Eventually, the University of Minnesota released Gopher as free software under the GNU General Public License — but it was clear to pretty much everyone that the web had become the new standard. The article offers a fascinating look at the internet that might have been — or at least, at life before the worldwide web. “[W]e’ve learned to abide the misinformation, solicitations, and scams that thrive in its chaos,” Gihring writes poetically, “though it has changed us and society in ways we are only beginning to understand.”

And his article also offers another lingering look at a third competing technology called Hyper-G, which the Gopher pioneers seem to think was the best option. “You have to be at the right time and place to have your technology take off and become popular,” said Gopher developer Farhad Anklesaria. “If you’re too early, you won’t last.
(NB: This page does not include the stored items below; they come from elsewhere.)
//! Sample Zarr V2 fixtures for compatibility testing.
//!
//! Two kinds of fixture can be generated:
//!  - [`FixtureType::Zarr`]: a richly structured hierarchy of scalars and typed arrays written directly with this crate ([`create_native`]).
//!  - [`FixtureType::Xarray`]: a small labelled dataset written both as a classic netCDF file and as an `xarray` style Zarr hierarchy ([`create_comparison`]).
//!
//! Output paths are derived from a requested file name with [`derive_base_path`], and [`generate`] ties the steps together.
//! Every fixture is created fresh: prior content at the output paths is replaced rather than merged.

mod comparison;
mod filename;
mod native;

use std::path::{Path, PathBuf};

use derive_more::Display;
use thiserror::Error;
use tracing::debug;

use crate::{
    array::{ArrayCreateError, ArrayError},
    dataset::DatasetError,
    group::GroupCreateError,
    metadata::ZeroChunkDimensionError,
    storage::{store::FilesystemStoreCreateError, StorageError},
};

pub use self::{
    comparison::create_comparison,
    filename::{default_filename, derive_base_path},
    native::create_native,
};

/// The extension of a Zarr hierarchy.
pub const ZARR_EXTENSION: &str = ".zarr";

/// The extension of a netCDF file.
pub const NETCDF_EXTENSION: &str = ".nc";

/// A fixture operation.
#[derive(Copy, Clone, Debug, Display, PartialEq, Eq, clap::ValueEnum)]
pub enum Operation {
    /// Create a fixture.
    #[display("create")]
    Create,
}

/// A fixture type.
///
/// The rendered name prefixes the file name of every output.
#[derive(Copy, Clone, Debug, Display, PartialEq, Eq, Hash, clap::ValueEnum)]
pub enum FixtureType {
    /// A hierarchy written natively with this crate.
    #[display("zarr")]
    Zarr,
    /// A netCDF file and Zarr hierarchy written from the same labelled dataset.
    #[display("xarray")]
    Xarray,
}

/// The paths of a generated fixture.
#[derive(Clone, Debug, PartialEq, Eq)]
pub struct FixturePaths {
    /// The derived base path, without any extension.
    pub base: PathBuf,
    /// The written outputs.
    pub outputs: Vec<PathBuf>,
}

/// A fixture generation error.
#[derive(Debug, Error)]
pub enum FixtureError {
    /// The output store could not be created.
    #[error(transparent)]
    FilesystemStoreCreateError(#[from] FilesystemStoreCreateError),
    /// A storage error.
    #[error(transparent)]
    StorageError(#[from] StorageError),
    /// A group could not be created.
    #[error(transparent)]
    GroupCreateError(#[from] GroupCreateError),
    /// An array could not be created.
    #[error(transparent)]
    ArrayCreateError(#[from] ArrayCreateError),
    /// An invalid chunk shape.
    #[error(transparent)]
    InvalidChunkShape(#[from] ZeroChunkDimensionError),
    /// An array could not be written.
    #[error(transparent)]
    ArrayError(#[from] ArrayError),
    /// A dataset could not be written.
    #[error(transparent)]
    DatasetError(#[from] DatasetError),
    /// An IO error.
    #[error(transparent)]
    IOError(#[from] std::io::Error),
}

/// Append `extension` to `base`, keeping any dots already in the file name.
#[must_use]
pub fn with_extension(base: &Path, extension: &str) -> PathBuf {
    let mut path = base.as_os_str().to_owned();
    path.push(extension);
    path.into()
}

/// Generate a fixture of `fixture_type`.
///
/// The base path is derived from `filename` (or [`default_filename`]) with [`derive_base_path`].
/// Metadata is always consolidated, `consolidate` is accepted for command line compatibility.
///
/// # Errors
/// Returns a [`FixtureError`] if any output cannot be written.
pub fn generate(
    operation: Operation,
    fixture_type: FixtureType,
    filename: Option<&Path>,
    consolidate: bool,
) -> Result<FixturePaths, FixtureError> {
    let requested = filename.map_or_else(|| PathBuf::from(default_filename()), Path::to_path_buf);
    let base = derive_base_path(&requested, fixture_type);
    if !consolidate {
        debug!("consolidating metadata regardless of --consolidate");
    }
    debug!(%operation, %fixture_type, base = %base.display(), "generating fixture");

    let outputs = match (operation, fixture_type) {
        (Operation::Create, FixtureType::Zarr) => vec![create_native(&base, true)?],
        (Operation::Create, FixtureType::Xarray) => {
            let (netcdf, zarr) = create_comparison(&base)?;
            vec![netcdf, zarr]
        }
    };
    Ok(FixturePaths { base, outputs })
}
But the article led to the second round of discussion, first becoming a reminder of how much things had changed, startling memories and triggering fond remembrances all around the internet of today. It drew 721 upvotes — and 173 comments — when the article’s URL turned up in Reddit’s “programming” subforum, and 141 more in a forum about Minnesota. Fortune.com even ran an article about Gihring’s article.

232 people upvoted the link when it appeared on Hacker News — drawing 62 comments, many about how the internet has changed. “Honestly, I wish it were still non-commercial: available to be used by companies (as it was even in the 90s), but not as an advertising medium.” One sad comment read “I miss Gopher. I remember when the Gopher sites started to display: “This service has been discontinued. Please use WWW instead.” But someone else pointed out that six months ago the popular discussion site Metafilter brought back their Gopher server “after 15 years of downtime” when one of their users requested it.

And a discussion last weekend on Slashdot turned up more Gopher enthusiasts — and at least one geek who’s still using it to host copies of ebooks and readme files. He points out there’s even a Firefox plugin called Overbite which restores Gopher functionality to Firefox. “Gopher was more about indexing the content than embedding links in the content itself,” they remembered in another comment. “For some kinds of contents, gopher made quite a lot of sense.”

One user (posting anonymously) suggested Gopher’s popularity might increase if more users tackled fun projects to add functionality to Gopher sites. “There’s a small but passionate community surrounding Gopher right now. A good portion of them are doing it to move away from the Web since it’s become so commercialized and the technology is becoming so large and unwieldy that security is a real concern. Some make a gopher hole to mirror their website, or vice-versa.”

Gihring’s article notes there are still 140 gopher servers online — many of them set up on April Fool’s Day. But one encouraging sign is that’s more Gopher servers than the 86 that were available in 2007. In a poignant essay, Cameron Kaiser wrote “Gopherspace had never disappeared after all; it had just gone underground. Even after the University of Minnesota finally turned off gopher.tc.umn.edu a few years later, Gopher hobbyists live on, writing new features [and] creating clients and software, and adding new content to their own little worlds.”

“If the Web seems to be a heavy or fluffy distraction as you wait for your browser to grind through another Flash animation and a pile of ads, perhaps it’s time you took a trip back underground for a glance at the simpler and cleaner world that the Internet used to be.”